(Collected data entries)
//! Blobfield viewer.
//!
//! ```text
//! blobfield [--config engine.json] [--state blobfield_state.json]
//! blobfield --snapshot out.png [--trace | --volume] [--size 640x480] [--forks N]
//! ```
//!
//! Logging follows `RUST_LOG` (default `info`).

use std::path::{Path, PathBuf};
use std::process::ExitCode;

use blobfield::prelude::*;
use clap::Parser;
use tracing::{error, info};
use tracing_subscriber::EnvFilter;

#[derive(Parser, Debug)]
#[command(name = "blobfield")]
#[command(about = "Metaball source trees with radial layout and smooth-field rendering")]
struct Cli {
    /// Engine configuration (JSON)
    #[arg(long)]
    config: Option<PathBuf>,

    /// State file to load at startup and export to with `E`
    #[arg(long)]
    state: Option<PathBuf>,

    /// Render one CPU frame to this PNG and exit
    #[arg(long)]
    snapshot: Option<PathBuf>,

    /// Sphere-trace the surface instead of the flat screen pass
    #[arg(long, conflicts_with = "volume")]
    trace: bool,

    /// Volumetric Beer-Lambert pass
    #[arg(long)]
    volume: bool,

    /// Snapshot size as WxH
    #[arg(long, default_value = "640x480", value_parser = parse_size)]
    size: (u32, u32),

    /// Forks from the root when the snapshot starts from an empty tree
    #[arg(long, default_value_t = 6)]
    forks: u32,
}

impl Cli {
    fn trace_mode(&self) -> Option<TraceMode> {
        match (self.trace, self.volume) {
            (_, true) => Some(TraceMode::Volume),
            (true, false) => Some(TraceMode::Surface),
            (false, false) => None,
        }
    }
}

fn parse_size(raw: &str) -> Result<(u32, u32), String> {
    let (w, h) = raw.split_once('x').ok_or_else(|| format!("expected WxH, got {raw:?}"))?;
    let w = w.parse().map_err(|_| format!("bad width in {raw:?}"))?;
    let h = h.parse().map_err(|_| format!("bad height in {raw:?}"))?;
    Ok((w, h))
}

/// Size `backend` and draw one frame into it.
fn draw_once(engine: &mut Engine, backend: &mut dyn RenderBackend, size: (u32, u32)) -> Result<(), ViewerError> {
    engine.resize(backend, size.0, size.1);
    let status = engine.tick(backend)?;
    if status == FrameStatus::Skipped {
        return Err(RenderError::SurfaceUnavailable(format!("{}x{} frame was not drawn", size.0, size.1)).into());
    }
    Ok(())
}

/// Render one CPU frame of `engine` and write it as PNG.
fn snapshot(engine: &mut Engine, args: &Cli, out: &Path) -> Result<(), ViewerError> {
    let render = engine.config().render.clone();
    let field = engine.config().field.clone();
    match args.trace_mode() {
        Some(mode) => {
            let mut backend = SphereTraceBackend::new(render.with_trace_mode(mode), field);
            draw_once(engine, &mut backend, args.size)?;
            backend.frame().save_png(out)?;
            engine.shutdown(&mut backend);
        }
        None => {
            let mut backend = ScreenSpaceBackend::new(render, field);
            draw_once(engine, &mut backend, args.size)?;
            backend.frame().save_png(out)?;
            engine.shutdown(&mut backend);
        }
    }
    info!(path = %out.display(), width = args.size.0, height = args.size.1, "wrote snapshot");
    Ok(())
}

fn run(args: Cli) -> Result<(), ViewerError> {
    let config = match &args.config {
        Some(path) => EngineConfig::load(path)?,
        None => EngineConfig::default(),
    };
    let mut engine = Engine::new(config);

    if let Some(path) = &args.state {
        if path.exists() {
            engine.import_state(&std::fs::read_to_string(path)?)?;
        }
    }

    match &args.snapshot {
        Some(out) => {
            let mut engine = engine.with_clock(FrameClock::fixed(1.0 / 60.0));
            if engine.tree().len() == 1 {
                let root = engine.tree().root();
                for _ in 0..args.forks {
                    if let Err(err) = engine.fork(root) {
                        error!(%err, "fork failed");
                        break;
                    }
                }
            }
            snapshot(&mut engine, &args, out)
        }
        None => {
            let mut viewer = Viewer::new(engine);
            if let Some(path) = args.state {
                viewer = viewer.with_state_path(path);
            }
            viewer.run()
        }
    }
}

fn main() -> ExitCode {
    let filter = EnvFilter::try_from_default_env().unwrap_or_else(|_| EnvFilter::new("info"));
    tracing_subscriber::fmt().with_env_filter(filter).init();

    let cli = Cli::parse();
    match run(cli) {
        Ok(()) => ExitCode::SUCCESS,
        Err(err) => {
            error!(%err, "blobfield failed");
            ExitCode::FAILURE
        }
    }
}

#[cfg(test)]
mod tests {
    use super::*;

    #[test]
    fn test_defaults() {
        let cli = Cli::try_parse_from(["blobfield"]).unwrap();
        assert_eq!(cli.size, (640, 480));
        assert_eq!(cli.forks, 6);
        assert!(cli.snapshot.is_none());
        assert_eq!(cli.trace_mode(), None);
    }

    #[test]
    fn test_snapshot_flags() {
        let cli = Cli::try_parse_from([
            "blobfield", "--snapshot", "out.png", "--volume", "--size", "320x200", "--forks", "3",
        ])
        .unwrap();
        assert_eq!(cli.snapshot, Some(PathBuf::from("out.png")));
        assert_eq!(cli.trace_mode(), Some(TraceMode::Volume));
        assert_eq!(cli.size, (320, 200));
        assert_eq!(cli.forks, 3);

        let cli = Cli::try_parse_from(["blobfield", "--trace"]).unwrap();
        assert_eq!(cli.trace_mode(), Some(TraceMode::Surface));
    }

    #[test]
    fn test_bad_size_rejected() {
        assert!(parse_size("640").is_err());
        assert!(parse_size("640xabc").is_err());
        assert!(Cli::try_parse_from(["blobfield", "--size", "wide"]).is_err());
    }

    #[test]
    fn test_trace_conflicts_with_volume() {
        assert!(Cli::try_parse_from(["blobfield", "--trace", "--volume"]).is_err());
    }
}
//! Interactive viewer: a winit window driving an [`Engine`] with the wgpu
//! backend.
//!
//! | Input            | Action                                      |
//! |------------------|---------------------------------------------|
//! | Left drag        | move the blob under the cursor              |
//! | Left click       | select a blob                               |
//! | `F`              | fork from the selection (or the root)       |
//! | `M`              | merge the selection into its nearest blob   |
//! | `=` / `-`        | raise or lower the selection's field weight |
//! | `E`              | export state to the state file              |
//! | `Escape`         | quit                                        |

use std::fs;
use std::path::PathBuf;
use std::sync::Arc;

use glam::Vec2;
use tracing::{debug, error, info, warn};
use winit::{
    application::ApplicationHandler,
    event::{ElementState, KeyEvent, MouseButton, WindowEvent},
    event_loop::{ActiveEventLoop, ControlFlow, EventLoop},
    keyboard::{KeyCode, PhysicalKey},
    window::{Window, WindowId},
};

use crate::engine::Engine;
use crate::error::{RenderError, ViewerError};
use crate::gpu::GpuBackend;
use crate::interaction::Command;
use crate::source::SourceId;

/// Default file written by the export key.
pub const STATE_FILE: &str = "blobfield_state.json";

const WEIGHT_STEP: f32 = 0.25;

pub struct Viewer {
    engine: Engine,
    state_path: PathBuf,
    window: Option<Arc<Window>>,
    backend: Option<GpuBackend>,
    selected: Option<SourceId>,
    cursor: Vec2,
    mouse_pressed: bool,
    /// First fatal error seen inside the event loop.
    failure: Option<ViewerError>,
}

impl Viewer {
    pub fn new(engine: Engine) -> Self {
        Self {
            engine,
            state_path: PathBuf::from(STATE_FILE),
            window: None,
            backend: None,
            selected: None,
            cursor: Vec2::ZERO,
            mouse_pressed: false,
            failure: None,
        }
    }

    pub fn with_state_path(mut self, path: impl Into<PathBuf>) -> Self {
        self.state_path = path.into();
        self
    }

    /// Open the window and run until it is closed.
    pub fn run(mut self) -> Result<(), ViewerError> {
        let event_loop = EventLoop::new()?;
        event_loop.set_control_flow(ControlFlow::Poll);
        event_loop.run_app(&mut self)?;
        match self.failure.take() {
            Some(err) => Err(err),
            None => Ok(()),
        }
    }

    fn fail(&mut self, event_loop: &ActiveEventLoop, err: ViewerError) {
        error!(%err, "viewer stopped");
        self.failure.get_or_insert(err);
        self.shutdown(event_loop);
    }

    fn shutdown(&mut self, event_loop: &ActiveEventLoop) {
        if let Some(backend) = &mut self.backend {
            self.engine.shutdown(backend);
        }
        event_loop.exit();
    }

    fn run_command(&mut self, command: Command) {
        match self.engine.apply(command) {
            Ok(outcome) => {
                if let Some(window) = &self.window {
                    window.request_redraw();
                }
                debug!(?outcome, "command applied");
            }
            Err(err) => warn!(?command, %err, "command rejected"),
        }
    }

    fn fork_selected(&mut self) {
        let parent = self.selected.unwrap_or_else(|| self.engine.tree().root());
        self.run_command(Command::Fork { parent });
    }

    fn merge_selected(&mut self) {
        let Some(from) = self.selected else {
            info!("nothing selected to merge");
            return;
        };
        let Some(to) = self.engine.snapshot().nearest_to(from) else {
            info!(%from, "no neighbour to merge into");
            return;
        };
        self.run_command(Command::Merge { from, to });
        if !self.engine.tree().contains(from) {
            self.selected = Some(to);
        }
    }

    fn nudge_weight(&mut self, delta: f32) {
        let Some(id) = self.selected else {
            return;
        };
        let Some(source) = self.engine.tree().get(id) else {
            return;
        };
        let weight = (source.weight + delta).clamp(0.0, 4.0);
        self.run_command(Command::SetWeight { id, weight });
    }

    fn export(&self) {
        let result = self
            .engine
            .export_json()
            .map_err(ViewerError::from)
            .and_then(|json| fs::write(&self.state_path, json).map_err(ViewerError::from));
        match result {
            Ok(()) => info!(path = %self.state_path.display(), "exported state"),
            Err(err) => warn!(%err, "export failed"),
        }
    }

    fn on_key(&mut self, event_loop: &ActiveEventLoop, event: KeyEvent) {
        if event.state != ElementState::Pressed || event.repeat {
            return;
        }
        match event.physical_key {
            PhysicalKey::Code(KeyCode::KeyF) => self.fork_selected(),
            PhysicalKey::Code(KeyCode::KeyM) => self.merge_selected(),
            PhysicalKey::Code(KeyCode::Equal) => self.nudge_weight(WEIGHT_STEP),
            PhysicalKey::Code(KeyCode::Minus) => self.nudge_weight(-WEIGHT_STEP),
            PhysicalKey::Code(KeyCode::KeyE) => self.export(),
            PhysicalKey::Code(KeyCode::Escape) => self.shutdown(event_loop),
            _ => {}
        }
    }
}

impl ApplicationHandler for Viewer {
    fn resumed(&mut self, event_loop: &ActiveEventLoop) {
        if self.window.is_some() {
            return;
        }
        let window_attrs = Window::default_attributes()
            .with_title("Blobfield")
            .with_inner_size(winit::dpi::LogicalSize::new(1280, 720));

        let window = match event_loop.create_window(window_attrs) {
            Ok(window) => Arc::new(window),
            Err(err) => return self.fail(event_loop, err.into()),
        };
        self.window = Some(window.clone());

        let config = self.engine.config().clone();
        match pollster::block_on(GpuBackend::new(window.clone(), &config.render, &config.field)) {
            Ok(mut backend) => {
                let size = window.inner_size();
                self.engine.resize(&mut backend, size.width, size.height);
                self.backend = Some(backend);
                window.request_redraw();
            }
            Err(err) => self.fail(event_loop, err.into()),
        }
    }

    fn window_event(&mut self, event_loop: &ActiveEventLoop, _id: WindowId, event: WindowEvent) {
        match event {
            WindowEvent::CloseRequested => self.shutdown(event_loop),
            WindowEvent::Resized(physical_size) => {
                if let Some(backend) = &mut self.backend {
                    self.engine.resize(backend, physical_size.width, physical_size.height);
                }
            }
            WindowEvent::KeyboardInput { event, .. } => self.on_key(event_loop, event),
            WindowEvent::MouseInput { state, button, .. } => {
                if button == MouseButton::Left {
                    self.mouse_pressed = state == ElementState::Pressed;
                    if self.mouse_pressed {
                        self.selected = self.engine.pick(self.cursor);
                    } else if let Some(id) = self.engine.dragging() {
                        self.run_command(Command::Release { id });
                    }
                }
            }
            WindowEvent::CursorMoved { position, .. } => {
                self.cursor = Vec2::new(position.x as f32, position.y as f32);
                if self.mouse_pressed {
                    if let Some(id) = self.selected {
                        self.run_command(Command::Drag { id, screen: self.cursor });
                    }
                }
            }
            WindowEvent::RedrawRequested => {
                if let Some(backend) = &mut self.backend {
                    match self.engine.tick(backend) {
                        Ok(_) => {}
                        Err(err @ RenderError::OutOfMemory) => {
                            error!(%err, "render failed");
                            return self.shutdown(event_loop);
                        }
                        Err(err) => warn!(%err, "render failed"),
                    }
                }
                if let Some(window) = &self.window {
                    window.request_redraw();
                }
            }
            _ => {}
        }
    }
}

■ WHAT YOU HAVE TO DO: In the data above, repeat exactly each line from the first through the line that contains "State file to", and give nothing else.

■ ANSWER SECTION:
//! Blobfield viewer.
//!
//! ```text
//! blobfield [--config engine.json] [--state blobfield_state.json]
//! blobfield --snapshot out.png [--trace | --volume] [--size 640x480] [--forks N]
//! ```
//!
//! Logging follows `RUST_LOG` (default `info`).

use std::path::{Path, PathBuf};
use std::process::ExitCode;

use blobfield::prelude::*;
use clap::Parser;
use tracing::{error, info};
use tracing_subscriber::EnvFilter;

#[derive(Parser, Debug)]
#[command(name = "blobfield")]
#[command(about = "Metaball source trees with radial layout and smooth-field rendering")]
struct Cli {
    /// Engine configuration (JSON)
    #[arg(long)]
    config: Option<PathBuf>,

    /// State file to load at startup and export to with `E`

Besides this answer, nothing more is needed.